** Opening SUPPLIED MATERIAL block **

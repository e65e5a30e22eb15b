// src/scan/mod.rs
// =============================================================================
// This module reads the documentation tree from disk.
//
// - files: recursive discovery of Markdown files and link collection
// - endpoints: endpoint candidates from the registry page's code fences
// =============================================================================

mod endpoints;
mod files;

pub use endpoints::load_endpoints;
pub use files::{collect_links, find_markdown_files};
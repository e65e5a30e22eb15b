// src/report.rs
// =============================================================================
// Collects probe outcomes and renders the human-readable report.
//
// Output shape:
// - one progress line per target while the passes run
// - a summary block with pass/fail(/skip) counts per category
// - a detailed listing of every failure (and, with --verbose, of every pass
//   and skip)
//
// The run fails if and only if endpoints + links produced at least one
// failure. Skips never count as failures.
// =============================================================================

use colored::Colorize;
use std::io::{self, Write};

use crate::checker::{CheckTarget, ProbeOutcome, SuccessDetail, TargetKind};

/// Longest URL shown verbatim in a progress line
const PROGRESS_URL_WIDTH: usize = 60;

/// One target together with its outcome
#[derive(Debug, Clone)]
pub struct CheckResult {
    pub target: CheckTarget,
    pub outcome: ProbeOutcome,
}

/// Outcomes of one category, partitioned as they are recorded
#[derive(Debug, Default)]
pub struct Outcomes {
    pub passed: Vec<CheckResult>,
    pub failed: Vec<CheckResult>,
    pub skipped: Vec<CheckResult>,
}

impl Outcomes {
    pub fn record(&mut self, result: CheckResult) {
        match result.outcome {
            ProbeOutcome::Success(_) => self.passed.push(result),
            ProbeOutcome::Failure(_) => self.failed.push(result),
            ProbeOutcome::Skipped(_) => self.skipped.push(result),
        }
    }
}

/// Results of one run. A category is `None` when its pass did not run.
#[derive(Debug, Default)]
pub struct ResultSet {
    pub endpoints: Option<Outcomes>,
    pub links: Option<Outcomes>,
}

impl ResultSet {
    pub fn endpoints_mut(&mut self) -> &mut Outcomes {
        self.endpoints.get_or_insert_with(Outcomes::default)
    }

    pub fn links_mut(&mut self) -> &mut Outcomes {
        self.links.get_or_insert_with(Outcomes::default)
    }

    pub fn total_failed(&self) -> usize {
        [&self.endpoints, &self.links]
            .into_iter()
            .flatten()
            .map(|outcomes| outcomes.failed.len())
            .sum()
    }

    /// 0 when nothing failed, 1 otherwise
    pub fn exit_code(&self) -> i32 {
        if self.total_failed() > 0 {
            1
        } else {
            0
        }
    }

    // Renders the summary block and the detailed listings
    pub fn write_summary<W: Write>(&self, out: &mut W, verbose: bool) -> io::Result<()> {
        writeln!(out, "\n{}", "=".repeat(50))?;
        writeln!(out, "\n## Summary\n")?;

        if let Some(endpoints) = &self.endpoints {
            writeln!(out, "API Endpoints:")?;
            writeln!(out, "  {}", format!("Passed: {}", endpoints.passed.len()).green())?;
            writeln!(out, "  {}", format!("Failed: {}", endpoints.failed.len()).red())?;
        }

        if let Some(links) = &self.links {
            writeln!(out, "Documentation Links:")?;
            writeln!(out, "  {}", format!("Passed: {}", links.passed.len()).green())?;
            writeln!(out, "  {}", format!("Failed: {}", links.failed.len()).red())?;
            writeln!(out, "  {}", format!("Skipped: {}", links.skipped.len()).yellow())?;
        }

        if self.total_failed() > 0 {
            writeln!(out, "\n## Failed Items\n")?;
            for result in self.all(|o| &o.failed) {
                write_item(out, result)?;
            }
        }

        if verbose {
            let passed: Vec<_> = self.all(|o| &o.passed).collect();
            if !passed.is_empty() {
                writeln!(out, "\n## Passed Items\n")?;
                for result in passed {
                    write_item(out, result)?;
                }
            }

            let skipped: Vec<_> = self.all(|o| &o.skipped).collect();
            if !skipped.is_empty() {
                writeln!(out, "\n## Skipped Items\n")?;
                for result in skipped {
                    write_item(out, result)?;
                }
            }
        }

        Ok(())
    }

    // Endpoints first, then links, each in recording order
    fn all(
        &self,
        pick: fn(&Outcomes) -> &Vec<CheckResult>,
    ) -> impl Iterator<Item = &CheckResult> + '_ {
        [&self.endpoints, &self.links]
            .into_iter()
            .flatten()
            .flat_map(move |outcomes| pick(outcomes).iter())
    }
}

// One entry of a detailed listing:
//
//   [LINK] https://docs.test/page
//          Source: guide/intro.md ("Changelog")
//          Error: Status: 404
fn write_item<W: Write>(out: &mut W, result: &CheckResult) -> io::Result<()> {
    let tag = match result.target.kind {
        TargetKind::Endpoint => "[ENDPOINT]",
        TargetKind::Link => "[LINK]",
    };
    let indent = " ".repeat(tag.len() + 3);

    let colored_tag = match result.outcome {
        ProbeOutcome::Success(_) => tag.green(),
        ProbeOutcome::Failure(_) => tag.red(),
        ProbeOutcome::Skipped(_) => tag.yellow(),
    };
    writeln!(out, "  {} {}", colored_tag, result.target.value)?;

    match (&result.target.source, &result.target.context) {
        (Some(source), Some(context)) => writeln!(out, "{indent}Source: {source} (\"{context}\")")?,
        (Some(source), None) => writeln!(out, "{indent}Source: {source}")?,
        _ => {}
    }

    match &result.outcome {
        ProbeOutcome::Failure(error) => writeln!(out, "{indent}Error: {error}")?,
        ProbeOutcome::Skipped(reason) => writeln!(out, "{indent}Reason: {reason}")?,
        ProbeOutcome::Success(detail) => writeln!(out, "{indent}{}", describe_success(detail))?,
    }

    Ok(())
}

fn describe_success(detail: &SuccessDetail) -> String {
    match detail {
        SuccessDetail::Link { status, final_url } => format!("Status: {status} ({final_url})"),
        SuccessDetail::Endpoint {
            head_block,
            chain_id: Some(chain_id),
        } => format!("Block: {head_block}, chain: {chain_id}"),
        SuccessDetail::Endpoint { head_block, .. } => format!("Block: {head_block}"),
    }
}

// The line printed as soon as a target has been probed
//
// Example:
//   "  Checking https://proton.eosusa.io... OK (block: 301234567)"
pub fn progress_line(result: &CheckResult) -> String {
    let shown = match result.target.kind {
        TargetKind::Endpoint => result.target.value.clone(),
        TargetKind::Link => truncate_url(&result.target.value),
    };

    let verdict = match &result.outcome {
        ProbeOutcome::Success(SuccessDetail::Endpoint { head_block, .. }) => {
            format!("{} (block: {head_block})", "OK".green())
        }
        ProbeOutcome::Success(SuccessDetail::Link { .. }) => "OK".green().to_string(),
        ProbeOutcome::Failure(error) => format!("{} - {error}", "FAILED".red()),
        ProbeOutcome::Skipped(reason) => format!("{} - {reason}", "SKIPPED".yellow()),
    };

    format!("  Checking {shown}... {verdict}")
}

fn truncate_url(url: &str) -> String {
    if url.chars().count() > PROGRESS_URL_WIDTH {
        let head: String = url.chars().take(PROGRESS_URL_WIDTH).collect();
        format!("{head}...")
    } else {
        url.to_string()
    }
}
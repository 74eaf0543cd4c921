//! Data models for intake-core
//!
//! - Slot: one expected document and its lifecycle state machine
//! - IntakeSession: the fixed set of slots for one intake run

pub mod intake_session;
pub mod slot;

pub use intake_session::IntakeSession;
pub use slot::{default_slot_definitions, AttemptToken, Slot, SlotDefinition, SlotTransition};
pub use intake_common::events::SlotStatus;
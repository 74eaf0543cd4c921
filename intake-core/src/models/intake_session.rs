//! Intake session (in-memory state)
//!
//! Exactly one slot per configured definition, created once and never
//! gaining or losing keys. Only the orchestrator mutates a session.

use super::slot::{AttemptToken, Slot, SlotDefinition};
use crate::error::{IntakeError, IntakeResult};
use crate::types::ParsedReport;
use chrono::{DateTime, Utc};
use intake_common::events::SlotStatus;
use serde::{Deserialize, Serialize};
use std::collections::{BTreeMap, HashSet};
use uuid::Uuid;

#[derive(Debug, Clone, PartialEq, Serialize, Deserialize)]
pub struct IntakeSession {
    session_id: Uuid,
    slots: Vec<Slot>,
    started_at: DateTime<Utc>,
}

impl IntakeSession {
    /// Create session with every slot idle
    ///
    /// Rejects an empty definition list and duplicate keys.
    pub fn new(definitions: Vec<SlotDefinition>) -> IntakeResult<Self> {
        if definitions.is_empty() {
            return Err(IntakeError::EmptyConfiguration);
        }

        let mut seen = HashSet::new();
        for def in &definitions {
            if !seen.insert(def.key.as_str()) {
                return Err(IntakeError::DuplicateSlot(def.key.clone()));
            }
        }

        Ok(Self {
            session_id: Uuid::new_v4(),
            slots: definitions.into_iter().map(Slot::new).collect(),
            started_at: Utc::now(),
        })
    }

    /// Fresh session with the same definitions and a new id
    pub(crate) fn renewed(&self) -> Self {
        Self {
            session_id: Uuid::new_v4(),
            slots: self
                .slots
                .iter()
                .map(|s| Slot::new(s.definition().clone()))
                .collect(),
            started_at: Utc::now(),
        }
    }

    pub fn session_id(&self) -> Uuid {
        self.session_id
    }

    pub fn started_at(&self) -> DateTime<Utc> {
        self.started_at
    }

    /// Slots in configuration order
    pub fn slots(&self) -> &[Slot] {
        &self.slots
    }

    pub fn slot(&self, key: &str) -> Option<&Slot> {
        self.slots.iter().find(|s| s.key() == key)
    }

    pub(crate) fn slot_mut(&mut self, key: &str) -> Option<&mut Slot> {
        self.slots.iter_mut().find(|s| s.key() == key)
    }

    pub fn slot_keys(&self) -> Vec<String> {
        self.slots.iter().map(|s| s.key().to_string()).collect()
    }

    /// True iff every slot is in `Success`
    pub fn is_complete(&self) -> bool {
        self.slots.iter().all(|s| s.status() == SlotStatus::Success)
    }

    /// Parsed payload of every successful slot, keyed by slot key
    pub fn aggregate(&self) -> BTreeMap<String, ParsedReport> {
        self.slots
            .iter()
            .filter_map(|s| s.parsed_data().map(|p| (s.key().to_string(), p.clone())))
            .collect()
    }

    pub fn statuses(&self) -> BTreeMap<String, SlotStatus> {
        self.slots
            .iter()
            .map(|s| (s.key().to_string(), s.status()))
            .collect()
    }

    /// Whether `token` belongs to this session and is its slot's latest attempt
    pub fn is_current(&self, token: &AttemptToken) -> bool {
        token.session_id == self.session_id
            && self
                .slot(&token.slot_key)
                .is_some_and(|slot| slot.is_current(token))
    }
}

** Closing SUPPLIED MATERIAL block **

WHAT TO DO: Count how many lines in the entries contain "order", then state that number alone.

SOLUTION TO THIS TASK: 2